Exactly as written, copy the lines that run from the start of the data below to the line containing "pub const DEFAULT_FORMULA_TYPES: &[&str]", both ends included.

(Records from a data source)
>>>>>

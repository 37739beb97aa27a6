//! Constants shared across the crate.

pub const APP_NAME: &str = "wrangle";

/// Tool version substituted into formulas whose version refers to `llvm_version`.
pub const CURRENT_LLVM_VERSION: &str = "6.0.0";

/// Marker some formulas use in place of a literal version.
pub const LLVM_VERSION_PLACEHOLDER: &str = "llvm_version";

/// Dependency tag marking a build-only dependency.
pub const BUILD_DEP_TAG: &str = ":build";

/// File extension of formula definition files.
pub const FORMULA_EXT: &str = "rb";

/// Suffix appended to in-flight downloads before they are moved into place.
pub const PARTIAL_SUFFIX: &str = ".part";

/// Default number of formulas resolved concurrently.
pub const DEFAULT_PARALLELISM: usize = 4;

/// Type tags selected from the platform manifest when none are given.
pub const DEFAULT_FORMULA_TYPES: &[&str] = &["tool", "dep"];

/// Length of a hex-encoded SHA-256 digest.
pub const SHA256_HEX_LEN: usize = 64;
//! Minimal comma-separated row splitting for the manifest files.
//!
//! Fields may be wrapped in double quotes; a doubled quote inside a quoted
//! field is a literal quote. Surrounding whitespace is trimmed.

/// Split one line into fields. A blank line yields no fields.
pub fn split_row(line: &str) -> Vec<String> {
  let line = line.trim_end_matches(['\r', '\n']);
  if line.trim().is_empty() {
    return Vec::new();
  }

  let mut fields = Vec::new();
  let mut field = String::new();
  let mut in_quotes = false;
  let mut chars = line.chars().peekable();

  while let Some(c) = chars.next() {
    match c {
      '"' if in_quotes && chars.peek() == Some(&'"') => {
        chars.next();
        field.push('"');
      }
      '"' => in_quotes = !in_quotes,
      ',' if !in_quotes => fields.push(std::mem::take(&mut field).trim().to_string()),
      _ => field.push(c),
    }
  }
  fields.push(field.trim().to_string());

  fields
}

/// True for rows the manifest readers skip outright: too short, or a comment.
pub fn is_skipped(fields: &[String]) -> bool {
  fields.len() <= 1 || fields[0].starts_with('#')
}
//! Line scanner for formula definition files.
//!
//! Definitions are Ruby source, but only a handful of leading tokens matter.
//! Each line is classified on its own; anything unrecognised becomes
//! [`FormulaLine::Ignored`].

/// A classified formula definition line.
#[derive(Debug, Clone, PartialEq, Eq)]
pub enum FormulaLine {
  Desc(String),
  Url(String),
  Version(String),
  Revision(String),
  Rebuild(String),
  /// `depends_on "name" => :tag`
  DependsOn { name: String, tag: Option<String> },
  /// `sha256 "hash" => :distro`
  BottleHash { sha256: String, distro: String },
  /// Terminates scanning of the current formula.
  End,
  Ignored,
}

impl FormulaLine {
  /// Classify a single line.
  pub fn parse(line: &str) -> Self {
    let line = line.trim();
    let (key, value) = match line.split_once(char::is_whitespace) {
      Some((key, value)) => (key, Some(value.trim())),
      None => (line, None),
    };

    match (key, value) {
      ("end", _) => FormulaLine::End,
      ("desc", Some(v)) => FormulaLine::Desc(unquote(v)),
      ("url", Some(v)) => FormulaLine::Url(unquote(v)),
      ("version", Some(v)) => FormulaLine::Version(unquote(v)),
      ("revision", Some(v)) => FormulaLine::Revision(v.to_string()),
      ("rebuild", Some(v)) => FormulaLine::Rebuild(v.to_string()),
      ("depends_on", Some(v)) => parse_dependency(v),
      ("sha256", Some(v)) => parse_bottle_hash(v),
      _ => FormulaLine::Ignored,
    }
  }
}

fn parse_dependency(value: &str) -> FormulaLine {
  let (name, tag) = match value.split_once("=>") {
    Some((name, tag)) => (name, Some(tag.trim().to_string())),
    None => (value, None),
  };

  FormulaLine::DependsOn {
    name: unquote(name),
    tag,
  }
}

fn parse_bottle_hash(value: &str) -> FormulaLine {
  // A bare `sha256 "..."` is the source archive checksum, not a bottle.
  match value.split_once("=>") {
    Some((sha256, distro)) => FormulaLine::BottleHash {
      sha256: unquote(sha256),
      distro: distro.trim().replace(':', ""),
    },
    None => FormulaLine::Ignored,
  }
}

/// Strip surrounding double quotes, keeping only the first quoted string.
fn unquote(value: &str) -> String {
  let value = value.trim();
  match value.strip_prefix('"').and_then(|rest| rest.split_once('"')) {
    Some((inner, _)) => inner.to_string(),
    None => value.replace('"', ""),
  }
}
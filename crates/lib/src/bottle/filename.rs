//! Canonical bottle filename derivation.
//!
//! Filenames must match the hosted artifacts byte for byte; any deviation
//! shows up as a bottle that is silently "missing".

use thiserror::Error;

use crate::consts::{CURRENT_LLVM_VERSION, LLVM_VERSION_PLACEHOLDER};
use crate::formula::Formula;

#[derive(Debug, Clone, PartialEq, Eq, Error)]
pub enum FilenameError {
  /// Neither an explicit nor a URL-derived version is available.
  #[error("formula '{0}' has no version")]
  MissingVersion(String),
}

/// Derives `<name>-<version>[_<revision>].<distro>.bottle[.<rebuild>].tar.gz`.
#[derive(Debug, Clone, PartialEq, Eq)]
pub struct FilenameDeriver {
  llvm_version: String,
}

impl Default for FilenameDeriver {
  fn default() -> Self {
    Self::new(CURRENT_LLVM_VERSION)
  }
}

impl FilenameDeriver {
  pub fn new(llvm_version: impl Into<String>) -> Self {
    Self {
      llvm_version: llvm_version.into(),
    }
  }

  /// Canonical bottle filename for `formula` on `distro`.
  pub fn derive(&self, formula: &Formula, distro: &str) -> Result<String, FilenameError> {
    let version = formula
      .version
      .as_deref()
      .ok_or_else(|| FilenameError::MissingVersion(formula.name.clone()))?;
    let version = self.substitute_llvm_version(version);

    let mut filename = format!("{}-{}", formula.name, version);
    if let Some(revision) = &formula.revision {
      filename.push('_');
      filename.push_str(revision);
    }
    filename.push('.');
    filename.push_str(distro);
    filename.push_str(".bottle");
    if let Some(rebuild) = &formula.rebuild {
      filename.push('.');
      filename.push_str(rebuild);
    }
    filename.push_str(".tar.gz");

    Ok(filename)
  }

  /// Special case for the llvm/libcpp formulas, whose version is a
  /// variable reference rather than a literal. Remove together with the
  /// placeholder once those formulas declare real versions.
  fn substitute_llvm_version<'a>(&'a self, version: &'a str) -> &'a str {
    if version.contains(LLVM_VERSION_PLACEHOLDER) {
      &self.llvm_version
    } else {
      version
    }
  }
}
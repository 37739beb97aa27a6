use std::fmt;

/// Operating systems with a known platform token
#[derive(Debug, Clone, Copy, PartialEq, Eq, Hash)]
pub enum Os {
  Linux,
  MacOs,
  Windows,
}

impl Os {
  /// Detect the current operating system at runtime
  pub fn current() -> Option<Self> {
    match std::env::consts::OS {
      "linux" => Some(Self::Linux),
      "macos" => Some(Self::MacOs),
      "windows" => Some(Self::Windows),
      _ => None,
    }
  }

  /// Returns the platform token used in manifest file names
  pub fn as_str(&self) -> &'static str {
    match self {
      Self::Linux => "linux",
      Self::MacOs => "darwin",
      Self::Windows => "windows",
    }
  }
}

impl fmt::Display for Os {
  fn fmt(&self, f: &mut fmt::Formatter<'_>) -> fmt::Result {
    write!(f, "{}", self.as_str())
  }
}
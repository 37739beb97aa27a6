mod audit;
mod fetch;
mod filename;
mod platform;

pub use audit::{AuditArgs, cmd_audit};
pub use fetch::{FetchArgs, cmd_fetch};
pub use filename::cmd_filename;
pub use platform::cmd_platform;
//! Local bottle cache lookup.
//!
//! The destination directory doubles as the cache. A zero-length file is a
//! leftover from an interrupted download: it is removed and never counts as
//! cached.

use std::io::ErrorKind;
use std::path::{Path, PathBuf};

use thiserror::Error;
use tokio::fs;
use tracing::{debug, info, warn};

use crate::bottle::{FilenameDeriver, FilenameError};
use crate::formula::Formula;

#[derive(Debug, Error)]
pub enum CacheError {
  #[error(transparent)]
  Filename(#[from] FilenameError),

  #[error("failed to inspect cached bottle '{path}': {source}")]
  Io {
    path: PathBuf,
    #[source]
    source: std::io::Error,
  },
}

/// A usable bottle already present in the destination directory.
#[derive(Debug, Clone, PartialEq, Eq)]
pub struct CachedBottle {
  pub distro: String,
  pub filename: String,
  pub path: PathBuf,
  pub size: u64,
}

/// Checks the destination directory for bottles of a formula.
#[derive(Debug, Clone, Copy)]
pub struct CacheProbe<'a> {
  deriver: &'a FilenameDeriver,
  dest_dir: &'a Path,
}

impl<'a> CacheProbe<'a> {
  pub fn new(deriver: &'a FilenameDeriver, dest_dir: &'a Path) -> Self {
    Self { deriver, dest_dir }
  }

  /// Return the first non-empty bottle matching any of `distros`.
  ///
  /// Empty files found along the way are deleted.
  pub async fn probe(&self, formula: &Formula, distros: &[String]) -> Result<Option<CachedBottle>, CacheError> {
    for distro in distros {
      let filename = self.deriver.derive(formula, distro)?;
      let path = self.dest_dir.join(&filename);

      let metadata = match fs::metadata(&path).await {
        Ok(metadata) => metadata,
        Err(e) if e.kind() == ErrorKind::NotFound => continue,
        Err(source) => return Err(CacheError::Io { path, source }),
      };

      if !metadata.is_file() {
        warn!(path = %path.display(), "cache entry is not a regular file");
        continue;
      }

      if metadata.len() == 0 {
        debug!(path = %path.display(), "removing empty cached bottle");
        match fs::remove_file(&path).await {
          Ok(()) => {}
          Err(e) if e.kind() == ErrorKind::NotFound => {}
          Err(source) => return Err(CacheError::Io { path, source }),
        }
        continue;
      }

      info!(filename = %filename, "bottle is cached");
      return Ok(Some(CachedBottle {
        distro: distro.clone(),
        filename,
        path,
        size: metadata.len(),
      }));
    }

    Ok(None)
  }
}
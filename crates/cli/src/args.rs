//! Argument groups shared by several commands.

use std::path::PathBuf;

use anyhow::{Context, Result};
use clap::Args;
use tracing::debug;

use wrangle_lib::bottle::{AvailabilityIndex, FilenameDeriver};
use wrangle_lib::consts::CURRENT_LLVM_VERSION;
use wrangle_lib::formula::FormulaIndex;
use wrangle_lib::platform::Platform;

/// Where formula definitions and manifests live.
#[derive(Debug, Clone, Args)]
pub struct SourceArgs {
  /// Directory holding the formula directory and manifests
  #[arg(long, env = "WRANGLE_PROVISION_DIR", default_value = "./provision")]
  pub provision_dir: PathBuf,

  /// Formula definition directory [default: <provision-dir>/formula]
  #[arg(long)]
  pub formula_dir: Option<PathBuf>,

  /// Hosted bottle manifest [default: <provision-dir>/hosted-bottle-list.csv]
  #[arg(long)]
  pub bottles: Option<PathBuf>,

  /// Version substituted for formulas versioned by `llvm_version`
  #[arg(long, default_value = CURRENT_LLVM_VERSION)]
  pub llvm_version: String,
}

impl SourceArgs {
  pub fn formula_dir(&self) -> PathBuf {
    self
      .formula_dir
      .clone()
      .unwrap_or_else(|| self.provision_dir.join("formula"))
  }

  pub fn bottles_path(&self) -> PathBuf {
    self
      .bottles
      .clone()
      .unwrap_or_else(|| self.provision_dir.join("hosted-bottle-list.csv"))
  }

  pub fn deriver(&self) -> FilenameDeriver {
    FilenameDeriver::new(self.llvm_version.clone())
  }

  pub fn load_formulas(&self) -> Result<FormulaIndex> {
    let dir = self.formula_dir();
    FormulaIndex::load(&dir).with_context(|| format!("Failed to load formulas from {}", dir.display()))
  }

  pub fn load_availability(&self) -> Result<AvailabilityIndex> {
    let path = self.bottles_path();
    AvailabilityIndex::load(&path).with_context(|| format!("Failed to load bottle manifest {}", path.display()))
  }
}

/// How the platform and its distros are determined.
#[derive(Debug, Clone, Args)]
pub struct PlatformArgs {
  /// Platform token (e.g. darwin, ubuntu18); skips the helper
  #[arg(long, env = "WRANGLE_PLATFORM")]
  pub platform: Option<String>,

  /// Command printing the platform token on stdout (e.g. "get_platform.py --platform").
  /// Without it or --platform the token is detected from the running OS (linux, darwin),
  /// which never yields distro-specific tokens such as ubuntu18
  #[arg(long, env = "WRANGLE_PLATFORM_HELPER", value_name = "CMD")]
  pub platform_helper: Option<String>,

  /// Acceptable bottle distro, in preference order (repeatable)
  #[arg(long = "distro", value_name = "DISTRO")]
  pub distros: Vec<String>,
}

impl PlatformArgs {
  /// Explicit token, then helper output, then the running OS.
  pub fn platform(&self) -> Result<Platform> {
    if let Some(token) = &self.platform {
      return Ok(Platform::new(token.clone()));
    }
    if let Some(helper) = &self.platform_helper {
      return Platform::from_helper(helper).context("Failed to determine platform");
    }
    let platform = Platform::detect().context("Failed to determine platform")?;
    debug!(platform = %platform, "detected platform from running os");
    Ok(platform)
  }

  pub fn distros(&self, platform: &Platform) -> Vec<String> {
    if self.distros.is_empty() {
      platform.distros()
    } else {
      self.distros.clone()
    }
  }
}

<<<<<

- [RESPONSE TO THE TASK]:
repository 37739beb97aa27a6
//! Constants shared across the crate.

pub const APP_NAME: &str = "wrangle";

/// Tool version substituted into formulas whose version refers to `llvm_version`.
pub const CURRENT_LLVM_VERSION: &str = "6.0.0";

/// Marker some formulas use in place of a literal version.
pub const LLVM_VERSION_PLACEHOLDER: &str = "llvm_version";

/// Dependency tag marking a build-only dependency.
pub const BUILD_DEP_TAG: &str = ":build";

/// File extension of formula definition files.
pub const FORMULA_EXT: &str = "rb";

/// Suffix appended to in-flight downloads before they are moved into place.
pub const PARTIAL_SUFFIX: &str = ".part";

/// Default number of formulas resolved concurrently.
pub const DEFAULT_PARALLELISM: usize = 4;

/// Type tags selected from the platform manifest when none are given.
pub const DEFAULT_FORMULA_TYPES: &[&str] = &["tool", "dep"];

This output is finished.